The third variation has a powerful, stomping, dance-like character with falling swung sixty-fourth notes, and heavy syncopation. The resemblance of this texture to vernacular musical idioms that were far in the future, such as ragtime, boogie-woogie or jazz, has often been pointed out; e.g. by Mitsuko Uchida, Igor Stravinsky, and Jeremy Denk; András Schiff rejects the resemblance. From the fourth variation onwards the time signature returns to the original 9/16 but divided into constant triplet thirty-second notes, effectively creating a doubly compound meter (equivalent to 27/32).

The last two variations (Var. 4 and 5) introduce small notes which constantly divide the bar into 27 beats, which is uncommon in music.

==Critical commentary==
The work is one of the most famous compositions of the composer's "late period" and is widely performed and recorded. The pianist Robert Taub has called it "a work of unmatched drama and transcendence ... the triumph of order over chaos, of optimism over anguish." John Lill sees Beethoven's struggle that permeates the first movement as physically challenging pianists performing this work; even in the opening of the sonata, for instance, there is a downward leap of a seventh in the left hand – Beethoven is making his pianists physically struggle to reach the notes. Alfred Brendel commented of the second movement that "what is to be expressed here is distilled experience" and "perhaps nowhere else in piano literature does mystical experience feel so immediately close at hand".

When allegedly asked by Anton Schindler (a notoriously unreliable source) why the work has only two movements (this was unusual for a classical sonata but not unique among Beethoven's works for piano), the composer is said to have replied "I didn't have the time to write a third movement." However, according to Robert Greenberg, this may have just as easily been the composer's prickly personality shining through, since the balance between the two movements is such that it obviates the need for a third. Jeremy Denk points out that Beethoven "whittles away everything down to the absolute difference of the two movements", "an Allegro and an Adagio, two opposed poles", and suggests that "as with the greatest Beethoven pieces, the structure itself becomes a message".

==Legacy==
Prokofiev based the structure of his Symphony No. 2 on this sonata. Karol Szymanowski also formally modelled his Symphony No. 2 after Beethoven's sonata.

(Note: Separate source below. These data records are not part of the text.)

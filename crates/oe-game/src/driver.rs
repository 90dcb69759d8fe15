//! The metal detector guard's head-turning cadence.

use std::time::Duration;

/// Keyframes of one cycle: (seconds into the cycle, looking away).
pub const KEYFRAMES: [(f64, bool); 7] = [
    (0.0, false),
    (2.5, true),
    (3.5, false),
    (6.0, true),
    (7.5, false),
    (10.0, true),
    (11.5, false),
];

/// Length of one cycle in seconds.
pub const CYCLE_SECS: f64 = 11.5;

/// Drives the looking-away signal from elapsed time.
///
/// The schedule owns the clock, not the puzzle: the controller advances it
/// on every tick and pushes any change into the timing challenge.
#[derive(Debug, Clone)]
pub struct LookoutSchedule {
    elapsed: f64,
    speed: f64,
    looking_away: bool,
    running: bool,
}

impl LookoutSchedule {
    /// A stopped schedule. `speed` multiplies elapsed time.
    pub fn new(speed: f64) -> Self {
        Self {
            elapsed: 0.0,
            speed,
            looking_away: false,
            running: false,
        }
    }

    /// Restart from the top of the cycle, guard watching.
    pub fn start(&mut self) {
        self.elapsed = 0.0;
        self.looking_away = false;
        self.running = true;
    }

    /// Halt; further ticks do nothing.
    pub fn stop(&mut self) {
        self.running = false;
    }

    /// Whether the schedule is running.
    pub fn is_running(&self) -> bool {
        self.running
    }

    /// Current signal.
    pub fn looking_away(&self) -> bool {
        self.looking_away
    }

    /// Seconds into the current cycle.
    pub fn elapsed_secs(&self) -> f64 {
        self.elapsed
    }

    /// Advance the clock. Returns the new signal if it changed.
    pub fn advance(&mut self, dt: Duration) -> Option<bool> {
        if !self.running {
            return None;
        }
        self.elapsed = (self.elapsed + dt.as_secs_f64() * self.speed) % CYCLE_SECS;
        let now = state_at(self.elapsed);
        if now == self.looking_away {
            return None;
        }
        self.looking_away = now;
        Some(now)
    }
}

/// Signal at `t` seconds into a cycle.
pub fn state_at(t: f64) -> bool {
    KEYFRAMES
        .iter()
        .rev()
        .find(|(at, _)| *at <= t)
        .is_some_and(|(_, away)| *away)
}

#[cfg(test)]
mod tests {
    use super::*;

    fn secs(s: f64) -> Duration {
        Duration::from_secs_f64(s)
    }

    #[test]
    fn stopped_schedule_ignores_ticks() {
        let mut schedule = LookoutSchedule::new(1.0);
        assert_eq!(schedule.advance(secs(3.0)), None);
        assert!(!schedule.looking_away());
    }

    #[test]
    fn follows_keyframes() {
        let mut schedule = LookoutSchedule::new(1.0);
        schedule.start();
        assert_eq!(schedule.advance(secs(2.0)), None);
        assert_eq!(schedule.advance(secs(0.6)), Some(true));
        assert_eq!(schedule.advance(secs(0.5)), None);
        assert_eq!(schedule.advance(secs(0.5)), Some(false));
        assert_eq!(schedule.advance(secs(2.5)), Some(true));
    }

    #[test]
    fn cycle_wraps() {
        let mut schedule = LookoutSchedule::new(1.0);
        schedule.start();
        schedule.advance(secs(11.0));
        assert!(schedule.looking_away());
        assert_eq!(schedule.advance(secs(1.0)), Some(false));
        assert!(schedule.elapsed_secs() < 1.0);
        assert_eq!(schedule.advance(secs(2.0)), Some(true));
    }

    #[test]
    fn speed_scales_time() {
        let mut schedule = LookoutSchedule::new(2.0);
        schedule.start();
        assert_eq!(schedule.advance(secs(1.5)), Some(true));
    }

    #[test]
    fn stop_and_restart() {
        let mut schedule = LookoutSchedule::new(1.0);
        schedule.start();
        schedule.advance(secs(3.0));
        schedule.stop();
        assert_eq!(schedule.advance(secs(1.0)), None);
        schedule.start();
        assert!(!schedule.looking_away());
        assert_eq!(schedule.elapsed_secs(), 0.0);
    }

    #[test]
    fn state_at_keyframes() {
        assert!(!state_at(0.0));
        assert!(state_at(2.5));
        assert!(!state_at(3.4 + 0.2));
        assert!(state_at(6.5));
        assert!(!state_at(8.0));
        assert!(state_at(11.0));
    }
}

In 2009, the Italian composer Lorenzo Ferrero wrote a composition for piano solo entitled Op. 111 – Bagatella su Beethoven, which is a blend of themes from this sonata and Dmitri Shostakovich's musical monogram DSCH.

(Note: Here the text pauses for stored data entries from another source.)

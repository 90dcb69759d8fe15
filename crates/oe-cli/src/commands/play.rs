use oe_game::GameConfig;

use crate::tui::{self, PlayApp};

/// Play in the terminal UI.
pub fn run(config: GameConfig, fresh: bool) -> Result<(), String> {
    let session = super::open_session(config, fresh);
    let app = PlayApp::new(session).map_err(|e| format!("failed to start game: {e}"))?;
    tui::run(app)
}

The work is referenced in chapter 8 of Thomas Mann's novel Doktor Faustus. Wendell Kretschmar, the town organist and music teacher, delivers a lecture on the sonata to a bemused audience, in the fictional town of Kaisersaschern on the Saale, playing the piece on an old piano while declaiming his lecture over the music:

He sat on his revolving stool,... and in a few words brought to an end his lecture on why Beethoven had not written a third movement to Op. 111. We had only needed, he said, to hear the piece to answer the question ourselves. A third movement? A new approach? A return after this parting – impossible! It had happened that the sonata had come, in the second, enormous movement, to an end, an end without any return. And when he said 'the sonata', he meant not only this one in C minor, but the sonata in general, as a species, as traditional art-form; it itself was here at an end, brought to its end, it had fulfilled its destiny, resolved itself, it took leave – the gesture of farewell of the D G G motif, consoled by the C-sharp, was a leave-taking in this sense too, great as the whole piece itself, the farewell of the sonata form.

In his technical musical excurses, Mann borrowed extensively from Theodor Adorno's Philosophy of New Music (and Adorno indeed played this particular opus for Mann), to the extent that some critics consider Adorno as the novel's tacit co-author. The influence is particularly strong in the passages outlining Kretschmar's lectures.